Stanford becoming a national center for plant genomics
BY DAVID F. SALISBURY
Biochemistry professor Ronald W. Davis and Nancy A. Federspiel at the Stanford DNA Sequencing and Technology Center this month received an additional $12.6 million to finish deciphering the genome of Arabidopsis thaliana, a relative of mustard that is important in genetic studies of flowering plants.
This project, along with the newly announced Maize Genome Project and related genetic research at the department of biological sciences and Carnegie Institute at Stanford, have put Stanford at the forefront of plant genomics.
"We are working on science today that will be the foundation for agriculture in the 21st century," says Virginia Walbot, professor of biological sciences and director of the new corn project.
As mouse is to human, so Arabidopsis is to crop species.
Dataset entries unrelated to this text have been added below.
//! Reversal service for negating posted journal entries.
//!
//! A reversal is a new posted entry whose lines mirror the original with
//! debits and credits swapped. The original is never edited beyond its status.

use chrono::NaiveDate;
use rust_decimal::Decimal;

use super::types::{JournalLine, JournalLineInput, LineTotals};

/// Default suffix appended to the original journal number.
pub const DEFAULT_REVERSAL_SUFFIX: &str = "-REV";

/// Description of a reversing line whose original had none.
pub const REVERSAL_LINE_DESCRIPTION: &str = "Reversal";

/// Appended to a line's reference type on its reversing line, so a reference
/// lookup tells the original posting apart from its reversal.
pub const REVERSAL_REFERENCE_SUFFIX: &str = "_reversal";

/// A fully derived reversal, ready to be written.
#[derive(Debug, Clone, PartialEq, Eq)]
pub struct ReversalPlan {
    /// Candidate journal number.
    pub journal_number: String,
    /// Accounting date of the reversal.
    pub date: NaiveDate,
    /// Memo of the reversal.
    pub memo: String,
    /// Reversing lines in the original order.
    pub lines: Vec<JournalLineInput>,
}

/// Stateless service for deriving reversing entries.
pub struct ReversalService;

impl ReversalService {
    /// Returns the journal number to try on `attempt` (starting at 1).
    ///
    /// The first attempt is `{original}{suffix}`; later attempts append `-{attempt}`.
    #[must_use]
    pub fn reversal_number(original: &str, suffix: &str, attempt: u32) -> String {
        if attempt <= 1 {
            format!("{original}{suffix}")
        } else {
            format!("{original}{suffix}-{attempt}")
        }
    }

    /// Returns the memo used when the caller supplies none.
    #[must_use]
    pub fn default_memo(original_number: &str) -> String {
        format!("Reversal of {original_number}")
    }

    /// Creates reversing lines by swapping debits and credits.
    ///
    /// Account, department and reference id are preserved. Descriptions become
    /// `"Reversal: {original}"`, or `"Reversal"` when the original had none,
    /// and reference types gain [`REVERSAL_REFERENCE_SUFFIX`].
    #[must_use]
    pub fn reversing_lines(original: &[JournalLine]) -> Vec<JournalLineInput> {
        original
            .iter()
            .map(|line| JournalLineInput {
                account_id: line.account_id,
                description: Some(Self::reversal_description(line.description.as_deref())),
                debit: line.credit,
                credit: line.debit,
                department_id: line.department_id,
                reference_type: line
                    .reference_type
                    .as_deref()
                    .map(Self::reversal_reference_type),
                reference_id: line.reference_id,
            })
            .collect()
    }

    /// Description of the line reversing one described as `original`.
    #[must_use]
    pub fn reversal_description(original: Option<&str>) -> String {
        match original.map(str::trim) {
            Some(text) if !text.is_empty() => format!("{REVERSAL_LINE_DESCRIPTION}: {text}"),
            _ => REVERSAL_LINE_DESCRIPTION.to_string(),
        }
    }

    /// Reference type carried by the line reversing one tagged `original`.
    #[must_use]
    pub fn reversal_reference_type(original: &str) -> String {
        format!("{original}{REVERSAL_REFERENCE_SUFFIX}")
    }

    /// Derives the full reversal for an original entry.
    #[must_use]
    pub fn plan(
        original_number: &str,
        original_lines: &[JournalLine],
        suffix: &str,
        date: NaiveDate,
        memo: Option<String>,
    ) -> ReversalPlan {
        ReversalPlan {
            journal_number: Self::reversal_number(original_number, suffix, 1),
            date,
            memo: memo
                .filter(|m| !m.trim().is_empty())
                .unwrap_or_else(|| Self::default_memo(original_number)),
            lines: Self::reversing_lines(original_lines),
        }
    }

    /// Returns true if the reversing lines exactly negate the original lines.
    #[must_use]
    pub fn negates(original: &[JournalLine], reversing: &[JournalLineInput]) -> bool {
        let before = LineTotals::of(original);
        let after = LineTotals::of(reversing);
        original.len() == reversing.len()
            && before.debit == after.credit
            && before.credit == after.debit
            && before.difference() + after.difference() == Decimal::ZERO
    }
}

#[cfg(test)]
mod tests {
    use super::*;
    use rust_decimal_macros::dec;
    use tally_shared::types::{AccountId, DepartmentId, JournalEntryId};

    fn original_lines() -> Vec<JournalLine> {
        let journal_id = JournalEntryId::new();
        JournalLine::from_inputs(
            journal_id,
            vec![
                JournalLineInput::debit(AccountId::new(), dec!(100.00))
                    .with_description("Office supplies")
                    .with_department(DepartmentId::new()),
                JournalLineInput::credit(AccountId::new(), dec!(100.00)),
            ],
        )
    }

    fn date() -> NaiveDate {
        NaiveDate::from_ymd_opt(2026, 2, 1).unwrap()
    }

    #[test]
    fn test_reversal_number() {
        assert_eq!(ReversalService::reversal_number("JE-7", "-REV", 1), "JE-7-REV");
        assert_eq!(ReversalService::reversal_number("JE-7", "-REV", 2), "JE-7-REV-2");
        assert_eq!(ReversalService::reversal_number("JE-7", "/R", 3), "JE-7/R-3");
    }

    #[test]
    fn test_reversing_lines_swap_amounts() {
        let original = original_lines();
        let reversing = ReversalService::reversing_lines(&original);

        assert_eq!(reversing.len(), 2);
        assert_eq!(reversing[0].account_id, original[0].account_id);
        assert_eq!(reversing[0].debit, Decimal::ZERO);
        assert_eq!(reversing[0].credit, dec!(100.00));
        assert_eq!(reversing[1].debit, dec!(100.00));
        assert_eq!(reversing[1].credit, Decimal::ZERO);
        assert_eq!(reversing[0].department_id, original[0].department_id);
    }

    #[test]
    fn test_reversing_lines_prefix_description() {
        let reversing = ReversalService::reversing_lines(&original_lines());
        assert_eq!(
            reversing[0].description.as_deref(),
            Some("Reversal: Office supplies")
        );
        assert_eq!(reversing[1].description.as_deref(), Some("Reversal"));
        assert_eq!(ReversalService::reversal_description(Some("  ")), "Reversal");
    }

    #[test]
    fn test_reversing_lines_retag_reference() {
        let payment = uuid::Uuid::now_v7();
        let original = JournalLine::from_inputs(
            JournalEntryId::new(),
            vec![
                JournalLineInput::debit(AccountId::new(), dec!(40)).with_reference("ar_payment", payment),
                JournalLineInput::credit(AccountId::new(), dec!(40)),
            ],
        );
        let reversing = ReversalService::reversing_lines(&original);
        assert_eq!(reversing[0].reference_type.as_deref(), Some("ar_payment_reversal"));
        assert_eq!(reversing[0].reference_id, Some(payment));
        assert_eq!(reversing[1].reference_type, None);
    }

    #[test]
    fn test_plan_default_memo() {
        let plan = ReversalService::plan("JE-7", &original_lines(), "-REV", date(), None);
        assert_eq!(plan.journal_number, "JE-7-REV");
        assert_eq!(plan.memo, "Reversal of JE-7");
        assert_eq!(plan.date, date());

        let blank = ReversalService::plan("JE-7", &original_lines(), "-REV", date(), Some("  ".into()));
        assert_eq!(blank.memo, "Reversal of JE-7");
    }

    #[test]
    fn test_plan_custom_memo() {
        let plan = ReversalService::plan(
            "JE-7",
            &original_lines(),
            "-REV",
            date(),
            Some("Wrong vendor".into()),
        );
        assert_eq!(plan.memo, "Wrong vendor");
    }

    #[test]
    fn test_negates() {
        let original = original_lines();
        let reversing = ReversalService::reversing_lines(&original);
        assert!(ReversalService::negates(&original, &reversing));

        let mut tampered = reversing;
        tampered[0].credit = dec!(99);
        assert!(!ReversalService::negates(&original, &tampered));
    }
}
It is a model species that scientists have selected for study that is providing considerable insight into the working of more genetically complex plant species. Arabidopsis was selected in part because it has a relatively small genome, which makes it easy to work with. At the same time, it is closely related to cauliflower, cabbage and canola and shares many characteristics with commercial crop species.
Since 1996, Stanford researchers have been working with scientists at the University of Pennsylvania and the University of California-Berkeley to sequence portions of the Arabidopsis genome. It is part of a multinational project involving six groups in four nations. The latest infusion of cash from the National Science Foundation (NSF) is designed to allow the group to complete the sequencing by the end of the year 2000.
According to the federal science agency, the Stanford/Penn/Berkeley consortium has proven extremely efficient in its sequencing efforts, operating with a high accuracy, accepting less than one inaccurate base in 10,000, and with a cost of $.40 to $.50 per base.
The information that the effort has
produced so far has "already contributed new insights into the
biology of flowering plants," according to Judith Verbeke, the NSF
project manager. "What is learned from Arabidopsis is
readily transferable to all plants. It is expected that the
complete genome sequence information will revolutionize the field
of plant biology," she wrote in an award abstract.